I am without a doubt a complicated little soul, okay…big soul. I tend to take up a lot of space in my 5’3 (barely) frame. And, my first reaction to most things are positive. Actually, that’s my second and third reaction, too. In fact, my reaction remains positive for such an extraordinary period of time, some people think it will never run out. And, then…IT DOES! And, it always will. On that you can bet. And, one might argue–“But, how am I suppose to know that?!” And, the answer is simple: LISTEN TO ME! I come with warning labels people. I’ll tell you I’m getting sick of repeating myself, of dealing with the same bullshit, of extending you kindness, respect and courtesy, and then… WHAM! I’m out! And, no, we can’t discuss it, and no, you can’t talk me out of it, and no, I can’t give you one more chance! Because chances are you got that, and screwed that up too.
Now, as of late, I’ve kinda reached a point where I’m “allowing with force and vigor” on all fronts. What does that mean? That means, if you tell me you’re going to do something and then you don’t, after mentioning it to you once or twice… One day… POOF! I’m gone. And, when you figure it out, I’m onto the next thing, person, situation, excetera. And, I could give a rat’s ass that you’re sorry in hindsight.

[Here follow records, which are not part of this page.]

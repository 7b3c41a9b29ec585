//! Configuration loading from disk.

use std::fs;
use std::path::Path;
use thiserror::Error;

use crate::config::schema::AvatarConfig;
use crate::config::validation::{validate_config, ValidationError};

/// Error type for configuration loading.
#[derive(Debug, Error)]
pub enum ConfigError {
    #[error("IO error: {0}")]
    Io(#[from] std::io::Error),

    #[error("Parse error: {0}")]
    Parse(#[from] toml::de::Error),

    #[error("Validation failed: {}", join_errors(.0))]
    Validation(Vec<ValidationError>),
}

fn join_errors(errors: &[ValidationError]) -> String {
    errors
        .iter()
        .map(ToString::to_string)
        .collect::<Vec<_>>()
        .join(", ")
}

/// Load and validate configuration from a TOML file.
pub fn load_config(path: &Path) -> Result<AvatarConfig, ConfigError> {
    let content = fs::read_to_string(path)?;
    parse_config(&content)
}

/// Parse and validate configuration from TOML text.
pub fn parse_config(content: &str) -> Result<AvatarConfig, ConfigError> {
    let config: AvatarConfig = toml::from_str(content)?;
    validate_config(&config).map_err(ConfigError::Validation)?;
    Ok(config)
}
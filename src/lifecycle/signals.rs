//! OS signal handling.
//!
//! # Responsibilities
//! - Wait for SIGINT (Ctrl+C) or SIGTERM
//! - Merge OS signals with the in-process shutdown broadcast

use tokio::sync::broadcast;

/// Resolves when the process should stop accepting connections.
pub async fn shutdown_signal(mut shutdown: broadcast::Receiver<()>) {
    let ctrl_c = async {
        if let Err(e) = tokio::signal::ctrl_c().await {
            tracing::error!(error = %e, "Failed to install Ctrl+C handler");
            std::future::pending::<()>().await;
        }
    };

    #[cfg(unix)]
    let terminate = async {
        match tokio::signal::unix::signal(tokio::signal::unix::SignalKind::terminate()) {
            Ok(mut signal) => {
                signal.recv().await;
            }
            Err(e) => {
                tracing::error!(error = %e, "Failed to install SIGTERM handler");
                std::future::pending::<()>().await;
            }
        }
    };

    #[cfg(not(unix))]
    let terminate = std::future::pending::<()>();

    let broadcast = async {
        // A closed channel means the coordinator is gone; keep serving.
        if shutdown.recv().await.is_err() {
            std::future::pending::<()>().await;
        }
    };

    tokio::select! {
        _ = ctrl_c => tracing::info!("Received Ctrl+C, shutting down"),
        _ = terminate => tracing::info!("Received SIGTERM, shutting down"),
        _ = broadcast => tracing::info!("Shutdown requested"),
    }
}
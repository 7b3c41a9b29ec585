//! Metrics collection and exposition.
//!
//! # Responsibilities
//! - Define service metrics (requests, cache lookups, conversions)
//! - Expose Prometheus-compatible metrics endpoint
//!
//! # Metrics
//! - `avatar_requests_total` (counter): requests by format, status
//! - `avatar_request_duration_seconds` (histogram): latency by format
//! - `avatar_cache_lookups_total` (counter): by format, outcome (hit/miss/joined)
//! - `avatar_cache_entries` (gauge): current entries per format
//! - `avatar_conversions_total` (counter): by format, outcome (ok/error)
//! - `avatar_conversion_duration_seconds` (histogram): conversion time by format
//!
//! # Design Decisions
//! - Recording without an installed exporter is a no-op, so tests need no setup
//! - Exporter runs on its own listener, separate from model traffic

use metrics::{counter, gauge, histogram};
use metrics_exporter_prometheus::PrometheusBuilder;
use std::net::SocketAddr;
use std::time::Instant;

/// Install the Prometheus recorder and its HTTP listener.
pub fn init_metrics(addr: SocketAddr) {
    match PrometheusBuilder::new().with_http_listener(addr).install() {
        Ok(()) => tracing::info!(address = %addr, "Metrics exporter listening"),
        Err(e) => tracing::error!(address = %addr, error = %e, "Failed to install metrics exporter"),
    }
}

pub fn record_request(format: &str, status: u16, start: Instant) {
    counter!("avatar_requests_total", "format" => format.to_string(), "status" => status.to_string())
        .increment(1);
    histogram!("avatar_request_duration_seconds", "format" => format.to_string())
        .record(start.elapsed().as_secs_f64());
}

pub fn record_cache_lookup(format: &str, outcome: &'static str) {
    counter!("avatar_cache_lookups_total", "format" => format.to_string(), "outcome" => outcome)
        .increment(1);
}

pub fn record_cache_size(format: &str, entries: usize) {
    gauge!("avatar_cache_entries", "format" => format.to_string()).set(entries as f64);
}

pub fn record_conversion(format: &str, success: bool, start: Instant) {
    let outcome = if success { "ok" } else { "error" };
    counter!("avatar_conversions_total", "format" => format.to_string(), "outcome" => outcome)
        .increment(1);
    histogram!("avatar_conversion_duration_seconds", "format" => format.to_string())
        .record(start.elapsed().as_secs_f64());
}
//! Request identification.
//!
//! # Responsibilities
//! - Generate a UUID v4 request ID when the client sent none
//! - Expose the ID to handlers and log spans
//!
//! # Design Decisions
//! - Request ID added as early as possible for tracing
//! - A client-supplied `x-request-id` is kept and echoed back

use axum::http::{HeaderMap, HeaderValue, Request};
use tower_http::request_id::{MakeRequestId, RequestId};
use uuid::Uuid;

/// Header carrying the request ID.
pub const X_REQUEST_ID: &str = "x-request-id";

/// Generates request IDs from random UUIDs.
#[derive(Debug, Clone, Copy, Default)]
pub struct UuidRequestId;

impl MakeRequestId for UuidRequestId {
    fn make_request_id<B>(&mut self, _request: &Request<B>) -> Option<RequestId> {
        HeaderValue::from_str(&Uuid::new_v4().to_string())
            .ok()
            .map(RequestId::new)
    }
}

/// Read the request ID from headers.
pub trait RequestIdExt {
    fn request_id(&self) -> &str;
}

impl RequestIdExt for HeaderMap {
    fn request_id(&self) -> &str {
        self.get(X_REQUEST_ID)
            .and_then(|v| v.to_str().ok())
            .unwrap_or("unknown")
    }
}
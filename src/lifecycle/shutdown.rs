//! Shutdown coordination for the server.

use tokio::sync::broadcast;

/// Coordinator for graceful shutdown.
///
/// Provides a broadcast channel that the server and any background task can subscribe to.
pub struct Shutdown {
    tx: broadcast::Sender<()>,
}

impl Shutdown {
    /// Create a new shutdown coordinator.
    pub fn new() -> Self {
        let (tx, _) = broadcast::channel(1);
        Self { tx }
    }

    /// Subscribe to the shutdown signal.
    pub fn subscribe(&self) -> broadcast::Receiver<()> {
        self.tx.subscribe()
    }

    /// Trigger the shutdown signal. A no-op when nobody is listening.
    pub fn trigger(&self) {
        if self.tx.send(()).is_ok() {
            tracing::info!(subscribers = self.tx.receiver_count(), "Shutdown triggered");
        }
    }

    /// Number of tasks still subscribed.
    pub fn receiver_count(&self) -> usize {
        self.tx.receiver_count()
    }
}

impl Default for Shutdown {
    fn default() -> Self {
        Self::new()
    }
}

#[cfg(test)]
mod tests {
    use super::*;

    #[tokio::test]
    async fn test_trigger_reaches_all_subscribers() {
        let shutdown = Shutdown::new();
        let mut a = shutdown.subscribe();
        let mut b = shutdown.subscribe();
        assert_eq!(shutdown.receiver_count(), 2);

        shutdown.trigger();
        assert!(a.recv().await.is_ok());
        assert!(b.recv().await.is_ok());
    }

    #[test]
    fn test_trigger_without_subscribers() {
        let shutdown = Shutdown::default();
        shutdown.trigger();
        assert_eq!(shutdown.receiver_count(), 0);
    }
}
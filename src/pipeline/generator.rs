//! Memoized avatar generation.

use bytes::Bytes;
use dashmap::mapref::entry::Entry;
use dashmap::DashMap;
use futures_util::future::{BoxFuture, FutureExt, Shared};
use std::collections::HashMap;
use std::num::NonZeroUsize;
use std::sync::{Arc, Mutex};
use std::time::Instant;
use thiserror::Error;

use crate::cache::{GenerationCache, DEFAULT_CAPACITY};
use crate::convert::{ConversionAdapter, ConvertError, EncodeOptions, GlbPackager, GltfWriter, ModelFormat};
use crate::model::{customize, ModelTemplate};
use crate::observability::metrics;
use crate::palette::Palette;
use crate::params::{normalize, CacheKey, CanonicalParams};

type ConversionResult = Result<Bytes, Arc<ConvertError>>;
type PendingArtifact = Shared<BoxFuture<'static, ConversionResult>>;

/// How a request was served.
#[derive(Debug, Clone, Copy, PartialEq, Eq)]
pub enum CacheStatus {
    /// Served from the cache.
    Hit,
    /// This request started the conversion.
    Miss,
    /// Waited on a conversion started by another request.
    Joined,
}

impl CacheStatus {
    pub fn as_str(self) -> &'static str {
        match self {
            CacheStatus::Hit => "hit",
            CacheStatus::Miss => "miss",
            CacheStatus::Joined => "joined",
        }
    }
}

/// A generated (or cached) artifact.
#[derive(Debug, Clone)]
pub struct Generated {
    pub format: ModelFormat,
    pub key: CacheKey,
    pub bytes: Bytes,
    pub status: CacheStatus,
}

/// Errors that terminate a single generation request.
#[derive(Debug, Error)]
pub enum PipelineError {
    #[error("no converter registered for format {0}")]
    UnsupportedFormat(ModelFormat),

    #[error("conversion of {key} to {format} failed: {source}")]
    Conversion {
        format: ModelFormat,
        key: CacheKey,
        #[source]
        source: Arc<ConvertError>,
    },
}

/// Cache, converter and in-flight conversions for one output format.
struct Stage {
    adapter: Arc<dyn ConversionAdapter>,
    cache: Mutex<GenerationCache<CacheKey, Bytes>>,
    in_flight: DashMap<CacheKey, PendingArtifact>,
}

impl Stage {
    fn lookup(&self, key: &CacheKey) -> Option<Bytes> {
        let mut cache = self.cache.lock().expect("generation cache mutex poisoned");
        if cache.has(key) {
            cache.get(key).cloned()
        } else {
            None
        }
    }

    fn store(&self, format: ModelFormat, key: CacheKey, bytes: Bytes) {
        let mut cache = self.cache.lock().expect("generation cache mutex poisoned");
        if let Some((evicted, _)) = cache.set(key, bytes) {
            tracing::debug!(format = %format, key = %evicted, "Evicted least recently used model");
        }
        metrics::record_cache_size(format.as_str(), cache.len());
    }
}

struct Inner {
    palette: Arc<Palette>,
    template: Arc<ModelTemplate>,
    options: EncodeOptions,
    coalesce: bool,
    stages: HashMap<ModelFormat, Stage>,
}

impl Inner {
    fn stage(&self, format: ModelFormat) -> Result<&Stage, PipelineError> {
        self.stages
            .get(&format)
            .ok_or(PipelineError::UnsupportedFormat(format))
    }

    /// Customize, encode and, on success, cache.
    async fn convert(&self, format: ModelFormat, key: &CacheKey, params: &CanonicalParams) -> Result<Bytes, ConvertError> {
        let Some(stage) = self.stages.get(&format) else {
            return Err(ConvertError::Unsupported("output format"));
        };

        let start = Instant::now();
        let model = customize(&self.template, params, &self.palette);
        let result = stage.adapter.encode(model, self.options).await;
        metrics::record_conversion(format.as_str(), result.is_ok(), start);

        match &result {
            Ok(bytes) => {
                tracing::info!(
                    format = %format,
                    key = %key,
                    size = bytes.len(),
                    elapsed_ms = start.elapsed().as_millis() as u64,
                    "Generated model"
                );
                stage.store(format, key.clone(), bytes.clone());
            }
            Err(e) => {
                tracing::error!(format = %format, key = %key, error = %e, "Model conversion failed");
            }
        }
        result
    }
}

/// Normalize → cache → customize → convert, shared by all request handlers.
#[derive(Clone)]
pub struct AvatarPipeline {
    inner: Arc<Inner>,
}

impl AvatarPipeline {
    pub fn builder(palette: Arc<Palette>, template: Arc<ModelTemplate>) -> PipelineBuilder {
        PipelineBuilder::new(palette, template)
    }

    pub fn palette(&self) -> &Palette {
        &self.inner.palette
    }

    pub fn template(&self) -> &ModelTemplate {
        &self.inner.template
    }

    /// Adapters registered for formats that cannot honour the configured
    /// compression request.
    pub fn formats_lacking_compression(&self) -> Vec<ModelFormat> {
        if !self.inner.options.compression {
            return Vec::new();
        }
        let mut formats: Vec<ModelFormat> = self
            .inner
            .stages
            .iter()
            .filter(|(_, stage)| !stage.adapter.supports_compression())
            .map(|(format, _)| *format)
            .collect();
        formats.sort_by_key(|f| f.as_str());
        formats
    }

    /// Number of cached artifacts for `format`.
    pub fn cached_len(&self, format: ModelFormat) -> usize {
        self.inner
            .stages
            .get(&format)
            .map(|stage| stage.cache.lock().expect("generation cache mutex poisoned").len())
            .unwrap_or(0)
    }

    /// True if `key` is cached for `format`. Does not affect recency.
    pub fn is_cached(&self, format: ModelFormat, key: &CacheKey) -> bool {
        self.inner
            .stages
            .get(&format)
            .map(|stage| stage.cache.lock().expect("generation cache mutex poisoned").has(key))
            .unwrap_or(false)
    }

    /// Produce the artifact for a raw parameter bag.
    pub async fn generate<I, K, V>(&self, format: ModelFormat, raw: I) -> Result<Generated, PipelineError>
    where
        I: IntoIterator<Item = (K, V)>,
        K: AsRef<str>,
        V: AsRef<str>,
    {
        let params = normalize(&self.inner.palette, raw);
        let key = params.cache_key();
        let stage = self.inner.stage(format)?;

        if let Some(bytes) = stage.lookup(&key) {
            return Ok(self.served(format, key, bytes, CacheStatus::Hit));
        }

        let (pending, status) = if self.inner.coalesce {
            match stage.in_flight.entry(key.clone()) {
                Entry::Occupied(entry) => (entry.get().clone(), CacheStatus::Joined),
                Entry::Vacant(entry) => {
                    // A conversion may have finished between the lookup and here.
                    if let Some(bytes) = stage.lookup(&key) {
                        drop(entry);
                        return Ok(self.served(format, key, bytes, CacheStatus::Hit));
                    }
                    let pending = self.spawn_conversion(format, key.clone(), params);
                    entry.insert(pending.clone());
                    (pending, CacheStatus::Miss)
                }
            }
        } else {
            (self.spawn_conversion(format, key.clone(), params), CacheStatus::Miss)
        };

        match pending.await {
            Ok(bytes) => Ok(self.served(format, key, bytes, status)),
            Err(source) => Err(PipelineError::Conversion { format, key, source }),
        }
    }

    fn served(&self, format: ModelFormat, key: CacheKey, bytes: Bytes, status: CacheStatus) -> Generated {
        tracing::debug!(format = %format, key = %key, outcome = status.as_str(), "Model served");
        metrics::record_cache_lookup(format.as_str(), status.as_str());
        Generated {
            format,
            key,
            bytes,
            status,
        }
    }

    /// Run the conversion as a detached task and return a joinable handle.
    fn spawn_conversion(&self, format: ModelFormat, key: CacheKey, params: CanonicalParams) -> PendingArtifact {
        let inner = self.inner.clone();
        let handle = tokio::spawn(async move {
            let result = inner.convert(format, &key, &params).await;
            if let Some(stage) = inner.stages.get(&format) {
                stage.in_flight.remove(&key);
            }
            result.map_err(Arc::new)
        });

        async move {
            handle
                .await
                .unwrap_or_else(|e| Err(Arc::new(ConvertError::Worker(e.to_string()))))
        }
        .boxed()
        .shared()
    }
}

impl std::fmt::Debug for AvatarPipeline {
    fn fmt(&self, f: &mut std::fmt::Formatter<'_>) -> std::fmt::Result {
        f.debug_struct("AvatarPipeline")
            .field("formats", &self.inner.stages.keys().collect::<Vec<_>>())
            .field("options", &self.inner.options)
            .field("coalesce", &self.inner.coalesce)
            .finish()
    }
}

/// Assembles an [`AvatarPipeline`].
///
/// GLB and glTF converters are registered by default; `adapter` replaces
/// the converter for one format.
pub struct PipelineBuilder {
    palette: Arc<Palette>,
    template: Arc<ModelTemplate>,
    capacity: NonZeroUsize,
    options: EncodeOptions,
    coalesce: bool,
    adapters: HashMap<ModelFormat, Arc<dyn ConversionAdapter>>,
}

impl PipelineBuilder {
    pub fn new(palette: Arc<Palette>, template: Arc<ModelTemplate>) -> Self {
        let mut adapters: HashMap<ModelFormat, Arc<dyn ConversionAdapter>> = HashMap::new();
        adapters.insert(ModelFormat::Glb, Arc::new(GlbPackager));
        adapters.insert(ModelFormat::Gltf, Arc::new(GltfWriter));

        Self {
            palette,
            template,
            capacity: NonZeroUsize::new(DEFAULT_CAPACITY).unwrap_or(NonZeroUsize::MIN),
            options: EncodeOptions::default(),
            coalesce: true,
            adapters,
        }
    }

    /// Cache capacity per format.
    pub fn capacity(mut self, capacity: NonZeroUsize) -> Self {
        self.capacity = capacity;
        self
    }

    pub fn options(mut self, options: EncodeOptions) -> Self {
        self.options = options;
        self
    }

    pub fn coalesce_in_flight(mut self, coalesce: bool) -> Self {
        self.coalesce = coalesce;
        self
    }

    pub fn adapter(mut self, format: ModelFormat, adapter: Arc<dyn ConversionAdapter>) -> Self {
        self.adapters.insert(format, adapter);
        self
    }

    pub fn build(self) -> AvatarPipeline {
        let capacity = self.capacity;
        let stages = self
            .adapters
            .into_iter()
            .map(|(format, adapter)| {
                let stage = Stage {
                    adapter,
                    cache: Mutex::new(GenerationCache::new(capacity)),
                    in_flight: DashMap::new(),
                };
                (format, stage)
            })
            .collect();

        AvatarPipeline {
            inner: Arc::new(Inner {
                palette: self.palette,
                template: self.template,
                options: self.options,
                coalesce: self.coalesce,
                stages,
            }),
        }
    }
}
//! `GET /avatar.{glb,gltf}` handler.

use axum::{
    extract::{Path, Query, State},
    http::{header, HeaderMap, HeaderName, HeaderValue, StatusCode, Uri},
    response::{IntoResponse, Response},
};
use std::time::Instant;

use crate::convert::ModelFormat;
use crate::http::request::RequestIdExt;
use crate::http::response::AppError;
use crate::http::server::AppState;
use crate::observability::metrics;

/// Reports whether the body came from the cache.
pub const X_AVATAR_CACHE: HeaderName = HeaderName::from_static("x-avatar-cache");

/// Map `avatar.<ext>` to an output format. Matching is case-insensitive.
pub fn parse_avatar_path(file: &str) -> Option<ModelFormat> {
    let (stem, ext) = file.rsplit_once('.')?;
    if !stem.eq_ignore_ascii_case("avatar") {
        return None;
    }
    ModelFormat::from_extension(ext)
}

/// Serve a customized avatar.
pub async fn avatar_handler(
    State(state): State<AppState>,
    Path(file): Path<String>,
    headers: HeaderMap,
    uri: Uri,
) -> Result<Response, AppError> {
    let Some(format) = parse_avatar_path(&file) else {
        return Err(AppError::NotFound);
    };

    let params = match Query::<Vec<(String, String)>>::try_from_uri(&uri) {
        Ok(Query(params)) => params,
        Err(rejection) => return Ok(rejection.into_response()),
    };

    let start = Instant::now();
    let request_id = headers.request_id();

    let generated = match state.pipeline.generate(format, params).await {
        Ok(generated) => generated,
        Err(e) => {
            metrics::record_request(format.as_str(), 500, start);
            tracing::warn!(request_id = %request_id, format = %format, "Avatar generation failed");
            return Err(e.into());
        }
    };

    tracing::info!(
        request_id = %request_id,
        format = %format,
        key = %generated.key,
        cache = generated.status.as_str(),
        "Serving avatar"
    );
    metrics::record_request(format.as_str(), 200, start);

    Ok((
        StatusCode::OK,
        [
            (header::CONTENT_TYPE, HeaderValue::from_static(format.content_type())),
            (header::CACHE_CONTROL, state.cache_control.clone()),
            (X_AVATAR_CACHE, HeaderValue::from_static(generated.status.as_str())),
        ],
        generated.bytes,
    )
        .into_response())
}
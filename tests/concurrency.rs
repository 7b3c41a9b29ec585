//! Concurrency and cache-bound tests.

use avatar_server::config::AvatarConfig;
use futures_util::future::join_all;
use std::time::Duration;

mod common;

#[tokio::test]
async fn test_concurrent_identical_requests_convert_once() {
    let adapter = common::CountingAdapter::with_delay(Duration::from_millis(200));
    let server = common::start_server_with(
        AvatarConfig::default(),
        common::gltf_adapter(adapter.clone()),
    )
    .await;
    let client = common::client();

    let requests = (0..10).map(|_| {
        let client = client.clone();
        let url = server.url("/avatar.gltf?hair=%23F9D656");
        async move {
            let res = client.get(url).send().await.unwrap();
            assert_eq!(res.status(), 200);
            let status = res.headers()["x-avatar-cache"].to_str().unwrap().to_string();
            (status, res.bytes().await.unwrap())
        }
    });
    let results = join_all(requests).await;

    assert_eq!(adapter.calls(), 1);
    let first = &results[0].1;
    assert!(results.iter().all(|(_, body)| body == first));
    assert_eq!(results.iter().filter(|(status, _)| status == "miss").count(), 1);
}

#[tokio::test]
async fn test_coalescing_can_be_disabled() {
    let adapter = common::CountingAdapter::with_delay(Duration::from_millis(200));
    let mut config = AvatarConfig::default();
    config.cache.coalesce_in_flight = false;
    let server = common::start_server_with(config, common::gltf_adapter(adapter.clone())).await;
    let client = common::client();

    let requests = (0..4).map(|_| client.get(server.url("/avatar.gltf?hair=545454")).send());
    for res in join_all(requests).await {
        assert_eq!(res.unwrap().status(), 200);
    }

    assert_eq!(adapter.calls(), 4);
}

#[tokio::test]
async fn test_cache_is_bounded_and_evicts_oldest() {
    let adapter = common::CountingAdapter::with_delay(Duration::ZERO);
    let mut config = AvatarConfig::default();
    config.cache.capacity = 2;
    let server = common::start_server_with(config, common::gltf_adapter(adapter.clone())).await;
    let client = common::client();

    let get = |query: &'static str| {
        let client = client.clone();
        let url = server.url(&format!("/avatar.gltf?{query}"));
        async move {
            let res = client.get(url).send().await.unwrap();
            res.headers()["x-avatar-cache"].to_str().unwrap().to_string()
        }
    };

    assert_eq!(get("body=545454").await, "miss");
    assert_eq!(get("body=0b1821").await, "miss");
    assert_eq!(get("body=545454").await, "hit");
    // Evicts body=0b1821, the least recently used.
    assert_eq!(get("body=f9d656").await, "miss");
    assert_eq!(get("body=545454").await, "hit");
    assert_eq!(get("body=0b1821").await, "miss");
    assert_eq!(adapter.calls(), 4);
}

Will I feel bad for you? Yes. Especially if you’re hurting…but, seriously, I’m nobody’s messiah… I am Cheerleader! I will cheer you on as you brave the unknown of discovering yourself amidst all the winds of fury and change that comes with life. I’ll give you all the wisdom this young sage has. I’ll listen to you… hell, I’ll even cry with you. But, if at the end of all that you’re still sitting at square one??? Um…yeah, I gotta go. And, I’ll see you when you decided to DO something rather than ponder it. Pissed at me? Join the freaking club! I’m told the line is very long, you might need a number at this point.
I’m constantly being told that the way I go about life isn’t normal. That my expecting people to tell the truth, live their mantra, and honor their word is slightly out there… Yeah? Really? Maybe… I mean, we only have all these holy books, constitutions, essays, studies, articles, policies and procedures to fill pages of books to smack eachother over the head with! I mean… we weren’t supposed to actually live that way, right? I mean, aren’t morals and mores just some nice words being exhaled by some egotistical elder, preacher, teacher, parent, philosopher, president, business person, or…someone like that? I mean, they weren’t supposed to ever be a way of life, were they? Nah…couldn’t be. Nope, they were just supposed to be smoke we blew up eachother’s asses, to seperate ourselves from the rest of the animal kingdom! –Language is to be utilized, but, not practiced! Right? –Sorry…that doesn’t work for me, I really do have a physical, mental, emotional and spiritual aversion to lying, and liars! Compassion for you??? Yes, without question. But, want you in my inner-circle??? Um… hell to the no, no, NO!
One might think with this off-the-wall kind of thinking and way of being that I’d have no friends, no loved ones and would constantly be fretting being alone. And, I can assure you that–that isn’t the case. I’m loved, and I love deeply! I don’t believe anyone who knows me questions my word, they know what the deal is, and they know that there is a trip-wire for an end-game. People are gifts, not toilet paper… You cannot “crunch all you want and we’ll make more.” No, each person is a treasure, an energy that you’ll never meet again in this lifetime, get it?! And, if you ruin it, abuse it, or misuse it intentionally in anyway…there will be consequences. And, if you’re lucky it’ll just be that you never talk to that person again, because sometimes… it’s more like a huge catalyst that sets off an earthquake of imminent self-destruction. –I wonder, when people say bad things happen to them, do they every bother to follow the bread crumbs back to the source? Do you?! I doubt it… I mean, I could tell you what the source is, but… if you wanted to know, you’d take that walk. Just know this–there’s no getting over, and every cause has an effect (somewhere). But, hey, you don’t have to listen to me, because I’m not even participating in this reality.